Нюраня дома пробыла всего лишь месяц, пока не приехала славная и смышленая четырнадцатилетняя девочка Ульяна, выбранная Ольгой Ивановной Пироговым «в дети» — так называли малолетних нянек, трудившихся за прокорм.
Молоко Нюраня сцеживала, но его прожорливой и быстро растущей Кларе-Катерине не хватало. Она устраивала дикий плач, и голосок с рождения у нее был сильный, хоть прямо в пеленках в хор отдавай — всех перекричит. Ульяна закутывала ребенка и мчалась в мединститут. Нюраня, равнодушно относившаяся к мещанским стремлениям мужа украсить квартиру, была ему искренне благодарна за то, что дом их находился поблизости от института.
Поначалу, когда в коридорах эхом множился плач младенца и казалось, что ребенка режут на части, из аудиторий выскакивали преподаватели, хватали Клару и быстро уносили, чтобы обследовать на предмет заворота кишок.
— Да не было из нее малинового говностула, — привычно отвечала на вопросы Ульяна, так и не согласившаяся с тем, что «говно» и «стул» — одно и то же, и потому соединившая слова. — Просто жрать хочет.
Через некоторое время истошный плач «умирающей Клары» уже никого не пугал. Преподаватели только показывали Нюране на дверь:
— Пирогова! На выход!
Она на бегу расстегивала верхние пуговички спрятанной под кофтой блузки, которая лопалась на груди и мокрела от подступившего молока.

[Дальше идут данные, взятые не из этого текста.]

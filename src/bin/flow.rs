//! Command-line entry point: run a file, evaluate a one-liner, watch a
//! file for changes, or drop into a REPL when given nothing to run.
//! Reads a source file, reports errors, and exits non-zero on failure,
//! built on `clap` rather than hand-rolled `env::args()` scanning, since
//! a REPL/watch/eval binary has more than one positional shape to
//! support.

use std::io::{self, Write};
use std::path::PathBuf;
use std::process::ExitCode;
use std::time::Duration;

use anyhow::Context;
use clap::Parser;
use flow_lang::engine::Engine;

/// Run Flow programs: compile and interpret algorithmic music compositions.
#[derive(Parser, Debug)]
#[command(name = "flow", version, about)]
struct Cli {
    /// Source file to run. Omit to start a REPL.
    file: Option<PathBuf>,

    /// Evaluate a single expression or statement and exit.
    #[arg(short = 'e', long = "eval")]
    eval: Option<String>,

    /// Re-run FILE every time it changes on disk, until interrupted.
    #[arg(long)]
    watch: bool,

    /// Directory searched for `use "@name"` stdlib modules.
    #[arg(long, default_value = ".")]
    stdlib_dir: PathBuf,

    /// Seed the PRNG for reproducible `??` choices.
    #[arg(long)]
    seed: Option<u64>,
}

const WATCH_POLL_INTERVAL: Duration = Duration::from_millis(300);

fn main() -> ExitCode {
    tracing_subscriber::fmt()
        .with_env_filter(tracing_subscriber::EnvFilter::from_default_env())
        .init();

    match try_main() {
        Ok(code) => code,
        Err(err) => {
            eprintln!("error: {err:#}");
            ExitCode::FAILURE
        }
    }
}

/// `anyhow` only shows up at this boundary — everything below a program's
/// own diagnostics stay in `Diagnostics`; this is for failures the
/// language itself never gets a chance to report, like an unreadable file.
fn try_main() -> anyhow::Result<ExitCode> {
    let cli = Cli::parse();
    let mut engine = match cli.seed {
        Some(seed) => Engine::with_seed(cli.stdlib_dir.clone(), seed),
        None => Engine::new(cli.stdlib_dir.clone()),
    };

    if let Some(source) = &cli.eval {
        return Ok(run_once(&mut engine, source, None));
    }

    if cli.watch {
        let Some(path) = &cli.file else {
            eprintln!("--watch requires a file to watch");
            return Ok(ExitCode::FAILURE);
        };
        return Ok(watch_loop(&mut engine, path));
    }

    match &cli.file {
        Some(path) => run_file(&mut engine, path),
        None => Ok(repl(&mut engine)),
    }
}

fn run_file(engine: &mut Engine, path: &PathBuf) -> anyhow::Result<ExitCode> {
    let source = std::fs::read_to_string(path).with_context(|| format!("reading {}", path.display()))?;
    Ok(run_once(engine, &source, Some(path.clone())))
}

fn run_once(engine: &mut Engine, source: &str, file: Option<PathBuf>) -> ExitCode {
    engine.run(source, file);
    report(engine)
}

fn report(engine: &Engine) -> ExitCode {
    let diags = engine.diagnostics();
    if diags.is_empty() {
        ExitCode::SUCCESS
    } else {
        eprint!("{diags}");
        ExitCode::FAILURE
    }
}

fn watch_loop(engine: &mut Engine, path: &PathBuf) -> ExitCode {
    let mut last_modified = None;
    let mut last_status = ExitCode::SUCCESS;
    loop {
        let modified = std::fs::metadata(path).and_then(|m| m.modified()).ok();
        if modified != last_modified {
            last_modified = modified;
            println!("--- running {} ---", path.display());
            last_status = match run_file(engine, path) {
                Ok(code) => code,
                Err(err) => {
                    eprintln!("error: {err:#}");
                    ExitCode::FAILURE
                }
            };
        }
        std::thread::sleep(WATCH_POLL_INTERVAL);
        if std::env::var_os("FLOW_WATCH_ONCE").is_some() {
            return last_status;
        }
    }
}

fn repl(engine: &mut Engine) -> ExitCode {
    println!("flow repl — enter statements, Ctrl-D to exit");
    let stdin = io::stdin();
    let mut line = String::new();
    loop {
        print!("> ");
        let _ = io::stdout().flush();
        line.clear();
        match stdin.read_line(&mut line) {
            Ok(0) => return ExitCode::SUCCESS,
            Ok(_) => {
                let values = engine.run(&line, None);
                let diags = engine.diagnostics();
                if diags.is_empty() {
                    for value in &values {
                        println!("{value:?}");
                    }
                } else {
                    eprint!("{diags}");
                }
            }
            Err(err) => {
                eprintln!("error reading stdin: {err}");
                return ExitCode::FAILURE;
            }
        }
    }
}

Ребенок должен подчиняться режиму — в этом Нюраня на сто процентов была согласна с учителями. Но Клара с рождения признавала только тот режим, который сама устанавливала. А иначе — рвущий в клочья барабанные перепонки, сердце, печенки и разум истошный крик младенца. Его, младенца, либо удавить, либо дать чего желает, — другого выбора нет. Но кто ж удавит хорошенького, молочно-розового, наилюбимейшего пупсика? Значит, дать ей сиську, когда голодна, поднести к окошку, когда ей хочется на солнышко посмотреть, сунуть погремушку, когда сама не знает, чего бы еще потребовать.